Etre au service des autres

Il arrive au Paradis, il trouve la réplique de l’enfer : même salle de fête, même repas, même luxe, tout ! les mêmes invités bien habillés, avec les coudes barrés. Donc, les bras ne se plieront pas. Mais la différence entre l’enfer et le paradis : au Paradis, ils se mettent l’un devant l’autre et chacun nourrit l’autre puisqu’il ne peut pas se nourrir, l’un nourri l’autre vice versa. Tout le monde a mangé à s’assiettée et tout le monde a bien mangé. Voilà la différence !

Le monsieur se réveille, il analyse le sens de la leçon que Dieu lui a donné dans le rêve. Il comprend ceci : là où chacun peut se nourrir, on vit l’enfer. Et là où l’un nourrit l’autre, connait le Paradis !

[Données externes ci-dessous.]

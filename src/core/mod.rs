//! Core of cutedebug: identity, filtering, sinks.

#[macro_use]
pub mod debug; // internal tracing (CUTEDEBUG_TRACE=1) provides debug_log! macro
#[macro_use]
pub mod macros; // cute_log!, cute_warn!, ... and author!

pub mod facade;
pub mod identity;
pub mod prefs;
pub mod record;
pub mod sink;
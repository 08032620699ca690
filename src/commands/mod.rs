pub mod emit;
pub mod identity;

En prenant l’image transposait en République Démocratique du Congo, l’officiant conclut qu’on connait l’enfer. La raison est ce que chacun de congolais veut se nourrir seul, il ne voit pas l’intérêt des autres. C’est le cas de ceux qui sont élevés au haut niveau de responsabilité de l’Etat, qui bloquent les projets qui n’ont pas vu le jour, parce que celui qui devrait signer le contrat exige en contrepartie de l’argent, a-t-il fustigé. « Chacun cherche à se nourrir seul, on ne veut pas nourrir les autres. Combien d’argents pouvaient entrer dans la caisse de l’Etat pour que ce dernier ait suffisamment des moyens pour bien payer les fonctionnaires, créer de l’emploi, mais qui vont dans les poches de gens. On veut se nourrit seul ! Lorsqu’on nomme quelqu’un ministre, on organise des fêtes, les ressortissants de, organisent des fêtes, parce qu’ils disent que cette fois ci c’est notre tour. Votre tour de faire quoi ? De bouffer l’argent de l’Etat ? C’est ça l’enfer se nourrir seul », a-t-il indiqué.

L’enseignement riche de l’officiant à la messe d’action de grâce en mémoire de M’Zée Laurent Désiré Kabila fait référence au scandale géologique, écologique, agricole, lacustre et fluvial de la République Démocratique du Congo, vit dans la misère. Dieu a aimé ce peuple et continue à aimer ce peuple, poursuit-il. Il a tout déversé dans ce pays, mais l’inconscience des uns face aux autres plongent le pays dans la misère.

Pour lui, M’Zée  a consacré sa lutte politique pour le bien-être du peuple, malheureusement, les ennemis du développement de la RDC ont mis fin à l’avancée de la République Démocratique du Congo.